**What is being asked**.
The answer should be each line of the records that contains the word "DeserializeOwned"; please copy them all.

--

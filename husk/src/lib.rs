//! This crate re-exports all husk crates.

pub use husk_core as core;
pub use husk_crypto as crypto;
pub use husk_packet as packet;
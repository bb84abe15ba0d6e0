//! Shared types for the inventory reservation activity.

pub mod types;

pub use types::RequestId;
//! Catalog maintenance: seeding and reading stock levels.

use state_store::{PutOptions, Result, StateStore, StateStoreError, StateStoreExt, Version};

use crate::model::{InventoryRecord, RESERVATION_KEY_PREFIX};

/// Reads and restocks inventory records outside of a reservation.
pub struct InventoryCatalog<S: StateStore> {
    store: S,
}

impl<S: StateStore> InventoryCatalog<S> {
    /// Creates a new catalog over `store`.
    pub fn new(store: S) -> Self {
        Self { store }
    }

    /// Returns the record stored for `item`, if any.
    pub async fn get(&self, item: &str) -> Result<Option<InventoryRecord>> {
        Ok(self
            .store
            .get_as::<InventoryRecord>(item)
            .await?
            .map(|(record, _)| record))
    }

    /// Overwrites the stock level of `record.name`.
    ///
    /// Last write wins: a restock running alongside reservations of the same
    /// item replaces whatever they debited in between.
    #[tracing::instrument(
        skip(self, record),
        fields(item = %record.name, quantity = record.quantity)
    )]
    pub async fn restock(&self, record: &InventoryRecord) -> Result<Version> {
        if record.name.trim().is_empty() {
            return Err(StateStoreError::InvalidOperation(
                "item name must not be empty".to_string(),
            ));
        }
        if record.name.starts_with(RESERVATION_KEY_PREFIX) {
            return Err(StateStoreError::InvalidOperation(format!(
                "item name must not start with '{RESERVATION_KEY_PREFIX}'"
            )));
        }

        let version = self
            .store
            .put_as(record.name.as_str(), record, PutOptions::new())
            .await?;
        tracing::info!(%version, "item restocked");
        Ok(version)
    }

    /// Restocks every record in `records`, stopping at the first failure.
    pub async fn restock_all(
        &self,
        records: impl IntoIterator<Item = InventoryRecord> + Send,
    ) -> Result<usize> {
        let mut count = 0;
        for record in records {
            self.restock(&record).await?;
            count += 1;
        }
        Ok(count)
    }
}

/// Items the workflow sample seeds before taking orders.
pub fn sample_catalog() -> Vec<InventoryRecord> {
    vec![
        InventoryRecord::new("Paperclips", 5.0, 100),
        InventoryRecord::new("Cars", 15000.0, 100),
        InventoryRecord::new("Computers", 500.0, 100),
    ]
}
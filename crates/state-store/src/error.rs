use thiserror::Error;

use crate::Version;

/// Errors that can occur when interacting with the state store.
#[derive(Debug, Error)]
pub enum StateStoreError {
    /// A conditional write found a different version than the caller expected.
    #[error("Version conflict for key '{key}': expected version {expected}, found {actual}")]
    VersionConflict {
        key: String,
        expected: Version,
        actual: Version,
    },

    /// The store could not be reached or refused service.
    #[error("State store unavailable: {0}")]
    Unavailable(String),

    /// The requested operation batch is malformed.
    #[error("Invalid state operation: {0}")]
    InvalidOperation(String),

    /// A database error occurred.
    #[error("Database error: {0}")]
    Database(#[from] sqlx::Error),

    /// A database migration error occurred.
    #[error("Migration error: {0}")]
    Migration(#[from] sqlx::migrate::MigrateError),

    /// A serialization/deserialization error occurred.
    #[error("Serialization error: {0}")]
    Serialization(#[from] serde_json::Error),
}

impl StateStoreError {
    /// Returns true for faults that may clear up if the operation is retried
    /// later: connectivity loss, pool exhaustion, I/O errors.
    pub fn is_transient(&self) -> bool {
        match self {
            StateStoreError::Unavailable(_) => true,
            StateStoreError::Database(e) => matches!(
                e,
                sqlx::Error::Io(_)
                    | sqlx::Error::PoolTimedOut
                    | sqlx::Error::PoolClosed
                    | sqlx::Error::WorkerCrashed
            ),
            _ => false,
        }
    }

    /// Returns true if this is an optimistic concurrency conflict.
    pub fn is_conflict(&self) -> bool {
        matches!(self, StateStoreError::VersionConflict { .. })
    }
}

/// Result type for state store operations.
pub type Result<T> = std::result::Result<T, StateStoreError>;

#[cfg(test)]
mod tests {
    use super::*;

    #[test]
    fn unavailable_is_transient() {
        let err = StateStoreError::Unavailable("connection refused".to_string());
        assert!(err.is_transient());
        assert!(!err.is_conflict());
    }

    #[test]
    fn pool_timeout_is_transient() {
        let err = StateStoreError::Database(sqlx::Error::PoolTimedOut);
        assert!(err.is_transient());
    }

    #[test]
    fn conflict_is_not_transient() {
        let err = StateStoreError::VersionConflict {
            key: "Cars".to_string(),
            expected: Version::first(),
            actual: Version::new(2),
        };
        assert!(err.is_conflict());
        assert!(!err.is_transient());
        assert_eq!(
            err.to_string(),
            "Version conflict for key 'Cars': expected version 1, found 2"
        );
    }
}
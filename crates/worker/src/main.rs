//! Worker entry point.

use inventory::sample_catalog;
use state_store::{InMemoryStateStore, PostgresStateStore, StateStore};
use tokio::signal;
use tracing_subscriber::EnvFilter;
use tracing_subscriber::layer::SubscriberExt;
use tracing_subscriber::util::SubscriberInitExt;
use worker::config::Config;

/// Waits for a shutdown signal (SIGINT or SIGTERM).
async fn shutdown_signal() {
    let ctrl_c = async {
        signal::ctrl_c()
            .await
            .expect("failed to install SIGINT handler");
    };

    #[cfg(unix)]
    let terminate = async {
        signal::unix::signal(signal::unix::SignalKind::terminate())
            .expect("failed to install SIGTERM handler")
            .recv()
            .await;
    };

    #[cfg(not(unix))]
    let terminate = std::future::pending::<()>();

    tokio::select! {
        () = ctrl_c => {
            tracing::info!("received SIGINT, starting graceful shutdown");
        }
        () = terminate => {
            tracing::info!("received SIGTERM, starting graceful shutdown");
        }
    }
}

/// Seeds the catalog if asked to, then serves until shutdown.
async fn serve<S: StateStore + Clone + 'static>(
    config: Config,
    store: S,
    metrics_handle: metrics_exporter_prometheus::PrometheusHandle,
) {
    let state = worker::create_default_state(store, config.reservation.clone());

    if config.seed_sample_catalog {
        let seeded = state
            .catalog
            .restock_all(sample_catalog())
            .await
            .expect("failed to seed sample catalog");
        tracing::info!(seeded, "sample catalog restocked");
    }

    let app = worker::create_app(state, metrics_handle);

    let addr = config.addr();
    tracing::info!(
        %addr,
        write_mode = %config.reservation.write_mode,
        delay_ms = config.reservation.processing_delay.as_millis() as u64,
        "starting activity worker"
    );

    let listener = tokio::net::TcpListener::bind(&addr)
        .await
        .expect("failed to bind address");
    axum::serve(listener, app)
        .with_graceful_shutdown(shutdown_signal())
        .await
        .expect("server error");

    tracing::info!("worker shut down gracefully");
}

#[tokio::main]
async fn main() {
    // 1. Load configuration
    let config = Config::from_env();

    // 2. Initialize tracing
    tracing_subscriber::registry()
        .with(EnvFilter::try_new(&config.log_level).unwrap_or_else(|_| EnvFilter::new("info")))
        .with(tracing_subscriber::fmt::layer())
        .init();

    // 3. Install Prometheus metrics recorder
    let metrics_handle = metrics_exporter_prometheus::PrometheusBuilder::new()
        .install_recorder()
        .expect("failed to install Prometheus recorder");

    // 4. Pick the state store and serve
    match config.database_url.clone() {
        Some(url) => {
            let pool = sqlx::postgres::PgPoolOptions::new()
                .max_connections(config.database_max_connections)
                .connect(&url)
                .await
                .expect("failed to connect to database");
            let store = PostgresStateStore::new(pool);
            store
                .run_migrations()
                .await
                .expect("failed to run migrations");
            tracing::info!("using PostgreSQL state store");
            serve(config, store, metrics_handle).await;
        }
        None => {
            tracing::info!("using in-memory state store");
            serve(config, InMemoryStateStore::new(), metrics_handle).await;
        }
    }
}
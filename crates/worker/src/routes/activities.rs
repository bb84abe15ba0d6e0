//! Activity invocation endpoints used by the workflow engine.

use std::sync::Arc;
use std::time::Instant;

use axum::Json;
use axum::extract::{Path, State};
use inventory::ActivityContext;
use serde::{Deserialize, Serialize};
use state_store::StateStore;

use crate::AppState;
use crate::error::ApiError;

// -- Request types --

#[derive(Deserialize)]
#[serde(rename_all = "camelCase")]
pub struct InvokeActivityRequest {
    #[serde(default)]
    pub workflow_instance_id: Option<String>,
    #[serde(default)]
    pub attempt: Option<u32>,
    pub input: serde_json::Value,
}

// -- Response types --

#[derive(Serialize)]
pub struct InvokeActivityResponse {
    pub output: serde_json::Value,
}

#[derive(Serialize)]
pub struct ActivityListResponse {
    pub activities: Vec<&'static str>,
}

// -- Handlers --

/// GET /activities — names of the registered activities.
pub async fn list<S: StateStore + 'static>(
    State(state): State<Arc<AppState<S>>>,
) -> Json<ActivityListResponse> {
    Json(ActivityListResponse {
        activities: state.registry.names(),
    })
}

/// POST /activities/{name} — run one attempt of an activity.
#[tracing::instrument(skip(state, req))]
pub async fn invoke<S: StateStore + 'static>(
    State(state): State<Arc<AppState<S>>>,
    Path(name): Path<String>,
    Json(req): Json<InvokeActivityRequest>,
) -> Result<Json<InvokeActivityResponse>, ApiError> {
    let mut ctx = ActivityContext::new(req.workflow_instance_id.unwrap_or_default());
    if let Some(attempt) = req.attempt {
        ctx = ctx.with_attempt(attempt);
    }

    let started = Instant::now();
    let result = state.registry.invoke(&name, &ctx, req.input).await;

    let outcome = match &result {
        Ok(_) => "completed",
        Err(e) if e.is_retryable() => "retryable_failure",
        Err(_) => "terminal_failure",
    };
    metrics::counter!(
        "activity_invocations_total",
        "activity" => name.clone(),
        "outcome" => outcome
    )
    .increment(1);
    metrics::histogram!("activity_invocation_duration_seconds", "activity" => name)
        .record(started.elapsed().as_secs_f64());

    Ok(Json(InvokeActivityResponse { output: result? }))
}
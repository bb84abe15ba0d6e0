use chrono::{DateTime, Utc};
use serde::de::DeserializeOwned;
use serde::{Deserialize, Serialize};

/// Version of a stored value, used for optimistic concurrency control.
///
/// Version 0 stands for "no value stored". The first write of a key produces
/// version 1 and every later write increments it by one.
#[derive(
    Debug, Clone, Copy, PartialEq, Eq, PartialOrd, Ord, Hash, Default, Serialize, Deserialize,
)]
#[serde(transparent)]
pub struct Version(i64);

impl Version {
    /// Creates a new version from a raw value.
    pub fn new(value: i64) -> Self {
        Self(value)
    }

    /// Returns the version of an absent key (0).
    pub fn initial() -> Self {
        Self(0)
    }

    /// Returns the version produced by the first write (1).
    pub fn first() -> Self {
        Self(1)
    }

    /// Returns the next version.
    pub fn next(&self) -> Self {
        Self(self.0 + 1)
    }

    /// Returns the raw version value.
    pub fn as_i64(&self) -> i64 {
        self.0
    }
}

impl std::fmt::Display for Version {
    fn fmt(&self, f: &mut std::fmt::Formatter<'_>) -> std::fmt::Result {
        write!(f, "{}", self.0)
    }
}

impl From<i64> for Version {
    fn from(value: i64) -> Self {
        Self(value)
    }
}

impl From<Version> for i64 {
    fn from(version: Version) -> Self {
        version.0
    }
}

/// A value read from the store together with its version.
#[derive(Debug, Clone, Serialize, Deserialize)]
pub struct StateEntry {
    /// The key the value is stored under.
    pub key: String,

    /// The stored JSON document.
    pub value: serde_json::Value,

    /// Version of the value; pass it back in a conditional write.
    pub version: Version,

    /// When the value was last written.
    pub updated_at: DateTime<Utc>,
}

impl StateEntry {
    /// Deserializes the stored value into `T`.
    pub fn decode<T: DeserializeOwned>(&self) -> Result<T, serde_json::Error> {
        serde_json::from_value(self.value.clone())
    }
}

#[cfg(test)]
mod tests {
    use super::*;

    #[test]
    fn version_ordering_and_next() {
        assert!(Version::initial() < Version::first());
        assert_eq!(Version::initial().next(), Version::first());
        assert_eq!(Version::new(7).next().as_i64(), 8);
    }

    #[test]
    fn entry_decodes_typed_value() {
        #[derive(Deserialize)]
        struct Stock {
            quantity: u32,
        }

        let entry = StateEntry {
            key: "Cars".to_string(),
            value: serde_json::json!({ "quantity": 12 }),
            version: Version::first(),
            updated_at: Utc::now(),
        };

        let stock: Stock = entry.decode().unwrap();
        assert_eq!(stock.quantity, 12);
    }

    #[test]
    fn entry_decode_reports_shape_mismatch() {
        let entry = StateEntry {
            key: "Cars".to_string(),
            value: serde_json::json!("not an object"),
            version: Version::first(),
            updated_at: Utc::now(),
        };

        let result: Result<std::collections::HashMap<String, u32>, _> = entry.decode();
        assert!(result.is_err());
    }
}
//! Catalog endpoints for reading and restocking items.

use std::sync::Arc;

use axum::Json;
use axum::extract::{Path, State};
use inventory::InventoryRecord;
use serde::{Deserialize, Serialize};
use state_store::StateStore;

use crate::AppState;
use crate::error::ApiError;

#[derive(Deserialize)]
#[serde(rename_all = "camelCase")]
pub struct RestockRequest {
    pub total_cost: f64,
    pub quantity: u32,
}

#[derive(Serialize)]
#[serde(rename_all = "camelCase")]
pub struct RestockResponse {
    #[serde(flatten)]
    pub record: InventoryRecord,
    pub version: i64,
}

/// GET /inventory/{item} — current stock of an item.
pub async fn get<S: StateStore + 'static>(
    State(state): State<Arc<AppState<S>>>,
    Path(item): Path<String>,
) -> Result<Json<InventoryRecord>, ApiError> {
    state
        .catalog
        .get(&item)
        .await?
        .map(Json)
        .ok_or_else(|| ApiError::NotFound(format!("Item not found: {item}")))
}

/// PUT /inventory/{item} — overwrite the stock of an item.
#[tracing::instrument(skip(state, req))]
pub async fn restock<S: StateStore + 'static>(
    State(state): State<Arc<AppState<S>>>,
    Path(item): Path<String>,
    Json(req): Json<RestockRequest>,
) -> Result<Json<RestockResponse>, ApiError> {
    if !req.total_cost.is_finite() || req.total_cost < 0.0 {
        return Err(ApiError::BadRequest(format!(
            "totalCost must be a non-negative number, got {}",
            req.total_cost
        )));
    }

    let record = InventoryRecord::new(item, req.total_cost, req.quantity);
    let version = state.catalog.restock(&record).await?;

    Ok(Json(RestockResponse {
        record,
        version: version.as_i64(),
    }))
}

--

**Output of the task**.
use serde::de::DeserializeOwned;
    pub fn decode<T: DeserializeOwned>(&self) -> Result<T, serde_json::Error> {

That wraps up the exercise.